**WORK REQUEST**
Could you copy each line of the entries that contains "PricingPolicy"?

++++++++

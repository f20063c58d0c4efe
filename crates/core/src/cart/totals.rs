//! Derived cart totals.
//!
//! Everything here is pure: the same items and discount always produce the
//! same [`Totals`].

use rust_decimal::Decimal;
use serde::{Deserialize, Serialize};

use super::LineItem;

/// Fee schedule applied to a non-empty cart.
#[derive(Debug, Clone, Copy, PartialEq, Eq)]
pub struct PricingPolicy {
    /// Flat tax charged on any non-empty cart.
    pub tax: Decimal,
    /// Flat shipping fee charged on any non-empty cart.
    pub shipping_fee: Decimal,
    /// Delivery fee charged below the free-delivery threshold.
    pub delivery_fee: Decimal,
    /// Total units at which delivery becomes free.
    pub free_delivery_threshold: u32,
}

impl PricingPolicy {
    /// The storefront's fee schedule: ₹12 tax, ₹20 shipping, ₹200 delivery,
    /// free delivery from 10 units.
    pub const STANDARD: Self = Self {
        tax: Decimal::from_parts(1200, 0, 0, false, 2),
        shipping_fee: Decimal::from_parts(2000, 0, 0, false, 2),
        delivery_fee: Decimal::from_parts(20000, 0, 0, false, 2),
        free_delivery_threshold: 10,
    };

    /// Derive totals for `items` with a requested discount of `discount_amount`.
    ///
    /// The discount is clamped into `0..=sub_total` and the grand total is
    /// floored at zero.
    #[must_use]
    pub fn compute(&self, items: &[LineItem], discount_amount: Decimal) -> Totals {
        let total_quantity = items
            .iter()
            .fold(0_u32, |acc, item| acc.saturating_add(item.quantity));
        let sub_total: Decimal = items.iter().map(LineItem::line_total).sum();

        if total_quantity == 0 {
            return Totals {
                sub_total,
                ..Totals::default()
            };
        }

        let delivery = if total_quantity >= self.free_delivery_threshold {
            Decimal::ZERO
        } else {
            self.delivery_fee
        };
        let discount = discount_amount.max(Decimal::ZERO).min(sub_total);
        let grand_total = (sub_total + self.tax + self.shipping_fee + delivery - discount)
            .max(Decimal::ZERO);

        Totals {
            total_quantity,
            sub_total,
            tax: self.tax,
            shipping: self.shipping_fee,
            delivery,
            discount,
            grand_total,
        }
    }
}

impl Default for PricingPolicy {
    fn default() -> Self {
        Self::STANDARD
    }
}

/// Totals derived from the cart's line items.
#[derive(Debug, Clone, Copy, PartialEq, Eq, Default, Serialize, Deserialize)]
#[serde(rename_all = "camelCase")]
pub struct Totals {
    pub total_quantity: u32,
    pub sub_total: Decimal,
    pub tax: Decimal,
    pub shipping: Decimal,
    pub delivery: Decimal,
    pub discount: Decimal,
    pub grand_total: Decimal,
}

/// Compute totals under [`PricingPolicy::STANDARD`].
#[must_use]
pub fn compute_totals(items: &[LineItem], discount_amount: Decimal) -> Totals {
    PricingPolicy::STANDARD.compute(items, discount_amount)
}
use chrono::{DateTime, Utc};
use serde::{Deserialize, Serialize};
use sqlx::FromRow;
use uuid::Uuid;

/// A registered account. Only its id is consumed by the todo layer, which
/// uses it to scope visibility and ownership.
#[derive(Debug, Serialize, Deserialize, FromRow)]
pub struct User {
    pub id: Uuid,
    pub username: String,
    pub email: String,
    #[serde(skip_serializing)]
    pub password_hash: String,
    pub created_at: DateTime<Utc>,
}

#[cfg(test)]
mod tests {
    use super::*;

    #[test]
    fn test_password_hash_is_never_serialized() {
        let user = User {
            id: Uuid::new_v4(),
            username: "testuser".to_string(),
            email: "test@example.com".to_string(),
            password_hash: "$2b$12$secret".to_string(),
            created_at: Utc::now(),
        };
        let value = serde_json::to_value(&user).unwrap();
        assert!(value.get("password_hash").is_none());
        assert_eq!(value["username"], "testuser");
    }
}
use actix_web::{
    dev::{forward_ready, Service, ServiceRequest, ServiceResponse, Transform},
    Error, HttpMessage,
};
use futures::future::{ready, LocalBoxFuture, Ready};

use crate::auth::token::verify_token;

/// Bearer-token middleware for everything under `/api`.
///
/// On success the decoded `Claims` are inserted into request extensions,
/// where the `CurrentUser` extractor picks them up. Login and registration
/// are exempt, as is the health check.
pub struct AuthMiddleware;

impl<S, B> Transform<S, ServiceRequest> for AuthMiddleware
where
    S: Service<ServiceRequest, Response = ServiceResponse<B>, Error = Error>,
    S::Future: 'static,
    B: 'static,
{
    type Response = ServiceResponse<B>;
    type Error = Error;
    type Transform = AuthMiddlewareService<S>;
    type InitError = ();
    type Future = Ready<Result<Self::Transform, Self::InitError>>;

    fn new_transform(&self, service: S) -> Self::Future {
        ready(Ok(AuthMiddlewareService { service }))
    }
}

pub struct AuthMiddlewareService<S> {
    service: S,
}

impl<S, B> Service<ServiceRequest> for AuthMiddlewareService<S>
where
    S: Service<ServiceRequest, Response = ServiceResponse<B>, Error = Error>,
    S::Future: 'static,
    B: 'static,
{
    type Response = ServiceResponse<B>;
    type Error = Error;
    type Future = LocalBoxFuture<'static, Result<Self::Response, Self::Error>>;

    forward_ready!(service);

    fn call(&self, req: ServiceRequest) -> Self::Future {
        let path = req.path();
        if path == "/health"
            || path.starts_with("/api/auth/login")
            || path.starts_with("/api/auth/register")
        {
            let fut = self.service.call(req);
            return Box::pin(fut);
        }

        let auth_header = req
            .headers()
            .get("Authorization")
            .and_then(|value| value.to_str().ok())
            .and_then(|value| value.strip_prefix("Bearer "));

        match auth_header {
            Some(token) => match verify_token(token) {
                Ok(claims) => {
                    req.extensions_mut().insert(claims);
                    let fut = self.service.call(req);
                    Box::pin(fut)
                }
                Err(app_err) => Box::pin(async move { Err(app_err.into()) }),
            },
            None => {
                let app_err =
                    crate::error::AppError::AuthenticationFailed("Missing token".into());
                Box::pin(async move { Err(app_err.into()) })
            }
        }
    }
}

++++++++

**SOLUTION BELOW**
pub struct PricingPolicy {
impl PricingPolicy {
impl Default for PricingPolicy {
/// Compute totals under [`PricingPolicy::STANDARD`].
    PricingPolicy::STANDARD.compute(items, discount_amount)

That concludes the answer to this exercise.